[[ RECORDS TO USE, beginning ]]

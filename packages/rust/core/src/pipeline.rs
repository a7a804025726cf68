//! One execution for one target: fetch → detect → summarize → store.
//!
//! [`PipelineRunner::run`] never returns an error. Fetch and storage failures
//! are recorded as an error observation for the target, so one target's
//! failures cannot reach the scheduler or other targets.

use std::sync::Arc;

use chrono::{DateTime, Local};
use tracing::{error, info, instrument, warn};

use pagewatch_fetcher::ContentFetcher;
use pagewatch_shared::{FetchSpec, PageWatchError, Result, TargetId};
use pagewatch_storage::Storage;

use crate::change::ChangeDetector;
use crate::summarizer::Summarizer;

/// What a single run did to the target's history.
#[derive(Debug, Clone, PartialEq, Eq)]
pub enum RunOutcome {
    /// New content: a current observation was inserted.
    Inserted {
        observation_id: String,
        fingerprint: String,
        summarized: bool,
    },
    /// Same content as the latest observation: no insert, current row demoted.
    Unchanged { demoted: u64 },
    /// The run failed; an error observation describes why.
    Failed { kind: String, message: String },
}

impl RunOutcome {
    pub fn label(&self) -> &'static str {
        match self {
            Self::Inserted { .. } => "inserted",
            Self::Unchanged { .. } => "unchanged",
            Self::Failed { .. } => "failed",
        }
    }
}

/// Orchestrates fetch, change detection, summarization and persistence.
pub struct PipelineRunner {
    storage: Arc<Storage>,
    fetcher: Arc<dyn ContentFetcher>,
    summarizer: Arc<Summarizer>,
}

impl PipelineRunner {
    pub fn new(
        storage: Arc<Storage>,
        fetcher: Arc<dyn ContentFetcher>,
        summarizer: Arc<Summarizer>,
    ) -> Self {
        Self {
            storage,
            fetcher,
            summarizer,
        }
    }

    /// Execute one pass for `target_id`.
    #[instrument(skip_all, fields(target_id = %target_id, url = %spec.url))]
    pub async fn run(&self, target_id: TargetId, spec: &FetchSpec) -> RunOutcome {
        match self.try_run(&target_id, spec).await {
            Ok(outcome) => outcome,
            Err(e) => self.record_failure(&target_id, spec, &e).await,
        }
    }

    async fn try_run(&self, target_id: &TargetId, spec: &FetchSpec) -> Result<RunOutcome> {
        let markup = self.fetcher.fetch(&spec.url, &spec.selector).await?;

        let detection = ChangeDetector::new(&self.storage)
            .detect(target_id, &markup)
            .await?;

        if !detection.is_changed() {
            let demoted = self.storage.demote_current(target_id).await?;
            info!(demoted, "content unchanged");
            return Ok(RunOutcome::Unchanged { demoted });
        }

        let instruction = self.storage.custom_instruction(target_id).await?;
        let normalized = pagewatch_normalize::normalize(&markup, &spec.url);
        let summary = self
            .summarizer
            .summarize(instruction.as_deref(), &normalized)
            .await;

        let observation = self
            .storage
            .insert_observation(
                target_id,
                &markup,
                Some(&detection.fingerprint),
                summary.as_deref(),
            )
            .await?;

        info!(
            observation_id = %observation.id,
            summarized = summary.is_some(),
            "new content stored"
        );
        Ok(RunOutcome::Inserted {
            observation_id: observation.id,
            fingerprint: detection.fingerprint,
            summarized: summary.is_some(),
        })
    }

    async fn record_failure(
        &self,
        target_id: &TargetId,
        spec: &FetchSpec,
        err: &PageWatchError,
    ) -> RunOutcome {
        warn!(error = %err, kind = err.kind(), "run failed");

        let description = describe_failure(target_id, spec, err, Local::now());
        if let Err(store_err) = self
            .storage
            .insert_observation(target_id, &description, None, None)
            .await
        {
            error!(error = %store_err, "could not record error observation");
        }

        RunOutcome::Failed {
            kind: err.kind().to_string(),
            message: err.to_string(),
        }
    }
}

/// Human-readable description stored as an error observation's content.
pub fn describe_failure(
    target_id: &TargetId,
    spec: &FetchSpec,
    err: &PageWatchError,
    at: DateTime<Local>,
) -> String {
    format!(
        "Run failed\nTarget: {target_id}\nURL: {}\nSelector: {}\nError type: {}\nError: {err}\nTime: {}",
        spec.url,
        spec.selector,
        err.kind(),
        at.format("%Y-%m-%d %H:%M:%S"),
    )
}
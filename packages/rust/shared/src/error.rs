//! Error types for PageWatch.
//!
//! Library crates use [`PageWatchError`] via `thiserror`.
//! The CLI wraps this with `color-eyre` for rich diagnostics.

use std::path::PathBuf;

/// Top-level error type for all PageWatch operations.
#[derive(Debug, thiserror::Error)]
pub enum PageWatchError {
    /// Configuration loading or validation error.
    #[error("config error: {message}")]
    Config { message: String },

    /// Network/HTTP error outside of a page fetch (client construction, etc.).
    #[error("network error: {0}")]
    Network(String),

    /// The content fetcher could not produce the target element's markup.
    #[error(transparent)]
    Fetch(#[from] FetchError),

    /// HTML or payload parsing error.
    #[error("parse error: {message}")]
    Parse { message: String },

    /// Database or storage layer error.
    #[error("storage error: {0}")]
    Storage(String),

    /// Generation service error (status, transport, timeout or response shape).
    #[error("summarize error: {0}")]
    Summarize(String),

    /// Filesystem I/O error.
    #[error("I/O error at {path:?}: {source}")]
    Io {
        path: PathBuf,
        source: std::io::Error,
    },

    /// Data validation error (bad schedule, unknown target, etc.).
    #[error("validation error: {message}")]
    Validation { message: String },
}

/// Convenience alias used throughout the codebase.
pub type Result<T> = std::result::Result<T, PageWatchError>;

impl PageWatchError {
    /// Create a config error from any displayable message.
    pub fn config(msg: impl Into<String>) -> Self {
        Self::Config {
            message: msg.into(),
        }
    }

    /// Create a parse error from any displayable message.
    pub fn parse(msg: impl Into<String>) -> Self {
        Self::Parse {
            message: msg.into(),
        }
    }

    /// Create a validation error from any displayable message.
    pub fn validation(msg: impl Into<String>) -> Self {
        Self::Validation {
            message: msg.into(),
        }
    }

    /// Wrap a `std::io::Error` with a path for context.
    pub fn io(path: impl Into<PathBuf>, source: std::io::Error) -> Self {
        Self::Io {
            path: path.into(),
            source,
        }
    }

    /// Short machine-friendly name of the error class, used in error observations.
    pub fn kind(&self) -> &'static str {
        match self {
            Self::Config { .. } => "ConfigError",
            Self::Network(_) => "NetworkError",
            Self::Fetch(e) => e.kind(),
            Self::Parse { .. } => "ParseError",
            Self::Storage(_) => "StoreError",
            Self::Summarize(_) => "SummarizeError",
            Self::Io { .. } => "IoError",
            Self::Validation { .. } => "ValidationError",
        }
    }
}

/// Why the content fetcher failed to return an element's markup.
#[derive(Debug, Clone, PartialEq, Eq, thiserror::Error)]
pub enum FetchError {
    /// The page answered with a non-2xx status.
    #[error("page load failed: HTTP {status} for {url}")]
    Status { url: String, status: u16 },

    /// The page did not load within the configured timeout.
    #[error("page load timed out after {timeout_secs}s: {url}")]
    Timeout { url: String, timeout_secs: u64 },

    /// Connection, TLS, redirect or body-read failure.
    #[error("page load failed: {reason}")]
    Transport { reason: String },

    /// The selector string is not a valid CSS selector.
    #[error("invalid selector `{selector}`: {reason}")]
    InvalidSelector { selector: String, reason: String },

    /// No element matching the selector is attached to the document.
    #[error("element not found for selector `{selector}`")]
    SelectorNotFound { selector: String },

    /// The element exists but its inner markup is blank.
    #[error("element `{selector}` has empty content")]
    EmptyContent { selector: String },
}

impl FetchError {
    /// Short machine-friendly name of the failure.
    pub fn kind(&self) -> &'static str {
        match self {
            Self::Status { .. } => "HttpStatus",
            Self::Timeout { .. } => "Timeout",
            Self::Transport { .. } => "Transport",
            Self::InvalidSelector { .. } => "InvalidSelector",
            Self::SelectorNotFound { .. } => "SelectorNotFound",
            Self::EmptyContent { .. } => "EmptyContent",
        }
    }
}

[[ RECORDS TO USE, end ]]
[[ RECORDS TO USE, beginning ]]

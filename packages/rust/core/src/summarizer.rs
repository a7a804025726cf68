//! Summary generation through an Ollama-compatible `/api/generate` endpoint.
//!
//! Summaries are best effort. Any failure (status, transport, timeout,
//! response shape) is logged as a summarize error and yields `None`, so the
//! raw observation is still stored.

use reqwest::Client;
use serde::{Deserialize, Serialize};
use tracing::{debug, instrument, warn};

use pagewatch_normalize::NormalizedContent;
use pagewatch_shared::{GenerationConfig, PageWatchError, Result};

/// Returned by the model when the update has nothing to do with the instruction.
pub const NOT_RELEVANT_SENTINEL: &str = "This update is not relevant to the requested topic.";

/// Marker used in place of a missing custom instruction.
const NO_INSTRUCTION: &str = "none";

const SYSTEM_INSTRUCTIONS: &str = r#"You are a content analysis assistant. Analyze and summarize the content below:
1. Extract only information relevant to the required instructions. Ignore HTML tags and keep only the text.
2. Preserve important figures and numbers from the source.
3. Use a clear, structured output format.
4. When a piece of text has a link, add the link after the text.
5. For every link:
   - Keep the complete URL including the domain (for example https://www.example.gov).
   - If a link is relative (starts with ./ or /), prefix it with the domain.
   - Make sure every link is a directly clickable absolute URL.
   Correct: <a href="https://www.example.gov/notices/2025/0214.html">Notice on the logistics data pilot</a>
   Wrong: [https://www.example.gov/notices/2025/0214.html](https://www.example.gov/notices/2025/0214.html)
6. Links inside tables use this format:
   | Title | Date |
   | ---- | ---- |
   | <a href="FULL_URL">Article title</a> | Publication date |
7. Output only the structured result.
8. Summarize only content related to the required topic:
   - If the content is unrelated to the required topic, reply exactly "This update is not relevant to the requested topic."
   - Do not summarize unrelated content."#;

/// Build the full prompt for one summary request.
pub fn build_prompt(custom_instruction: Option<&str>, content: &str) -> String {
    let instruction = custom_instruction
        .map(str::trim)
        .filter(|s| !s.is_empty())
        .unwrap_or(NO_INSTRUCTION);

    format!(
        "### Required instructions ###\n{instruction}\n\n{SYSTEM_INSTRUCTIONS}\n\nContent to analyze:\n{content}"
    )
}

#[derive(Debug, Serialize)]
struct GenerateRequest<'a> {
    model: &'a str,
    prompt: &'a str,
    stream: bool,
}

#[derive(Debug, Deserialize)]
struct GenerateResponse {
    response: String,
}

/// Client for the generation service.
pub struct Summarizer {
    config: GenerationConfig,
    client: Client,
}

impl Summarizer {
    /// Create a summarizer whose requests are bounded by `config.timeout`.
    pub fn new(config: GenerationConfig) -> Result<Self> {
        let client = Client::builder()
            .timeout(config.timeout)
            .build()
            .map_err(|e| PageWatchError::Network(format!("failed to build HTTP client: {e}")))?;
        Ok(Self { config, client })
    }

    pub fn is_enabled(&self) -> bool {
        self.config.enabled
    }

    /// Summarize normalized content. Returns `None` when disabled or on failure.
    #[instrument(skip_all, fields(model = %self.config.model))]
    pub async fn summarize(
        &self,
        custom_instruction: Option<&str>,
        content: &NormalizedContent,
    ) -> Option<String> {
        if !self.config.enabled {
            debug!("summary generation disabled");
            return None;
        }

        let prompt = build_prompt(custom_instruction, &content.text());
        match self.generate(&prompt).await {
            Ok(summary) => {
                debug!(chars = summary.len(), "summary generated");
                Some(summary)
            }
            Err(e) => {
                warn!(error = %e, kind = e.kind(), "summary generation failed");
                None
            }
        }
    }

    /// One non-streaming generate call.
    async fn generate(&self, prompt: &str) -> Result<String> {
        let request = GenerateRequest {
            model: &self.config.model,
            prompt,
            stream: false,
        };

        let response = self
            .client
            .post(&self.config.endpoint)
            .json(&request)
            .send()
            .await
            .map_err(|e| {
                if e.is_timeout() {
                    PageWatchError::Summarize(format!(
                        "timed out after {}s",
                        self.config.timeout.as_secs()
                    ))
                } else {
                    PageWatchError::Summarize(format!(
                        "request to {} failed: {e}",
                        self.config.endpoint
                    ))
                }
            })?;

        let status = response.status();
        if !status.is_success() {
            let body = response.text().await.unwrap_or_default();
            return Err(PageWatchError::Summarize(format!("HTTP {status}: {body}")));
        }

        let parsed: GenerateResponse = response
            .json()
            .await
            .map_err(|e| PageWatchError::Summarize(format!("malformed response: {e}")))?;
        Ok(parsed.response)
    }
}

[[ RECORDS TO USE, end ]]
[[ RECORDS TO USE, beginning ]]

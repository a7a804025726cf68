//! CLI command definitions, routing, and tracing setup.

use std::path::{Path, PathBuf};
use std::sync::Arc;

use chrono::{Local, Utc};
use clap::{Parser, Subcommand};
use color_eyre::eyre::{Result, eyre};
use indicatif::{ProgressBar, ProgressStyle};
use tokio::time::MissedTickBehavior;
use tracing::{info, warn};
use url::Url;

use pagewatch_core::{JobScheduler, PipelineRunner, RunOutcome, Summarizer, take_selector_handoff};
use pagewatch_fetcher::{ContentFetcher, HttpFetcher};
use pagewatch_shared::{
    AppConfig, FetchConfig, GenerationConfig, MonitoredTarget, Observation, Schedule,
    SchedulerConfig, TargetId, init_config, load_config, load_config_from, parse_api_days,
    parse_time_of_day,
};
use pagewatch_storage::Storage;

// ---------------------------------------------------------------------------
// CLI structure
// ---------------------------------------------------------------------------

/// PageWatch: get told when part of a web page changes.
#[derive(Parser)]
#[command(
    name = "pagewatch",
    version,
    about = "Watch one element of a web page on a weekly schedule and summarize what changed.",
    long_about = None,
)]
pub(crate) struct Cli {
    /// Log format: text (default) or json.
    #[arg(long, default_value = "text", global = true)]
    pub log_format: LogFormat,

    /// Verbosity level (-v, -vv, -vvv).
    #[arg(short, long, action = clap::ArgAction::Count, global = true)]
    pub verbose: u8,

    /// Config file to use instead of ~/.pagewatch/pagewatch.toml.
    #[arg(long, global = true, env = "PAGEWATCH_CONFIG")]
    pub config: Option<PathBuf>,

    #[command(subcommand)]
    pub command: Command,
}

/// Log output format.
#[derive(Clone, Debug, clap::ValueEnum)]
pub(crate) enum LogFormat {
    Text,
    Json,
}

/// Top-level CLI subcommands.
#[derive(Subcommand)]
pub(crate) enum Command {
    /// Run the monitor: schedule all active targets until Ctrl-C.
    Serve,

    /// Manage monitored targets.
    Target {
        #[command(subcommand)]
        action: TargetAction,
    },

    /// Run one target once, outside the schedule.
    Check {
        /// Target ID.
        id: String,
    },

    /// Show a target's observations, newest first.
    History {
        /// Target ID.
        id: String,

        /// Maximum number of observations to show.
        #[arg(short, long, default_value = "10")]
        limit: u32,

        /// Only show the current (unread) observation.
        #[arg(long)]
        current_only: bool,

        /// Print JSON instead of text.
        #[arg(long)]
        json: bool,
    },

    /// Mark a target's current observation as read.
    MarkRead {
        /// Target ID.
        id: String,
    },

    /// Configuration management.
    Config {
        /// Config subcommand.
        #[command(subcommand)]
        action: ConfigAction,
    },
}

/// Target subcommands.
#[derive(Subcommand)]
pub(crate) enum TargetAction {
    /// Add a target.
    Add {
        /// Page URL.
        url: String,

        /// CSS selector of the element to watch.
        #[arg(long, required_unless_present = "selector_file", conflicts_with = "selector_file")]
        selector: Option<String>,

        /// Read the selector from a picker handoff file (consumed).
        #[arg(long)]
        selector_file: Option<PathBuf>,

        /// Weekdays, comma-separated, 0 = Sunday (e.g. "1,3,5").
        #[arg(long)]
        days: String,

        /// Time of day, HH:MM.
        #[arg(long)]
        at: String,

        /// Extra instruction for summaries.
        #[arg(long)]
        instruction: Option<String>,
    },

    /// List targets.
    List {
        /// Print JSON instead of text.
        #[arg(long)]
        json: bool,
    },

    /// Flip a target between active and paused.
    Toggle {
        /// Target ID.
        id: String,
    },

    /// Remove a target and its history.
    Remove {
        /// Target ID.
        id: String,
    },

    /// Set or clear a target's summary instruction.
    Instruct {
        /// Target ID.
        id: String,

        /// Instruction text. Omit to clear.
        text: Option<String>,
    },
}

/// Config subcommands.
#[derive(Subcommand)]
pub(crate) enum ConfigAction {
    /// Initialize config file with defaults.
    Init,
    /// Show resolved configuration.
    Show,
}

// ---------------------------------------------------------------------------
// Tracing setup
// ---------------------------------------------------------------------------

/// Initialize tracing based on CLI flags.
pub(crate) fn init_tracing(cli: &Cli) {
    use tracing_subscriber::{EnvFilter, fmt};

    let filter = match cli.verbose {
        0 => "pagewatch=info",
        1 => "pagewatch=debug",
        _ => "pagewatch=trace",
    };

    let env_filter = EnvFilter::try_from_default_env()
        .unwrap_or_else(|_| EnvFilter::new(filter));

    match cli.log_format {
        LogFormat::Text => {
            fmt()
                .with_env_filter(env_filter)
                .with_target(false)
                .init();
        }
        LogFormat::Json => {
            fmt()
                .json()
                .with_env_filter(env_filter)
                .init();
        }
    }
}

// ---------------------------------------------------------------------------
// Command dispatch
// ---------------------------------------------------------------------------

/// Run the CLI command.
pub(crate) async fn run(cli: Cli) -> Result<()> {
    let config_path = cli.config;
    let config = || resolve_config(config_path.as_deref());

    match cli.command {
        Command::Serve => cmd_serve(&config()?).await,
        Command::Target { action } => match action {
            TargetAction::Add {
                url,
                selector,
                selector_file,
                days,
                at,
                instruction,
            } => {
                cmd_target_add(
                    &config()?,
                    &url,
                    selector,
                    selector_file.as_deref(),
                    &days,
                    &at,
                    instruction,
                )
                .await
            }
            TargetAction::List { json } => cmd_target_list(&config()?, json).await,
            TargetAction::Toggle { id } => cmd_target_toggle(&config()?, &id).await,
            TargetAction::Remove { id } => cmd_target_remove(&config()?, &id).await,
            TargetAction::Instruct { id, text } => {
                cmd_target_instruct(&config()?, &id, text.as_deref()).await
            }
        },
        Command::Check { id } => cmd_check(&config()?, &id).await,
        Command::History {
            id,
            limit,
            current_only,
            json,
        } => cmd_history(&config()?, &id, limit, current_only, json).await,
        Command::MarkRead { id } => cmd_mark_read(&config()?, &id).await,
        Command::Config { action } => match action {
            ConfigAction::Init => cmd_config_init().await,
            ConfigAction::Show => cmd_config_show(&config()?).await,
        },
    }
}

[[ RECORDS TO USE, end ]]

**PROBLEM REQUIREMENTS**
Which lines in the records above contain the string "failures"? Copy them.

**SOLUTION TO THIS TASK**
//! [`PipelineRunner::run`] never returns an error. Fetch and storage failures
//! failures cannot reach the scheduler or other targets.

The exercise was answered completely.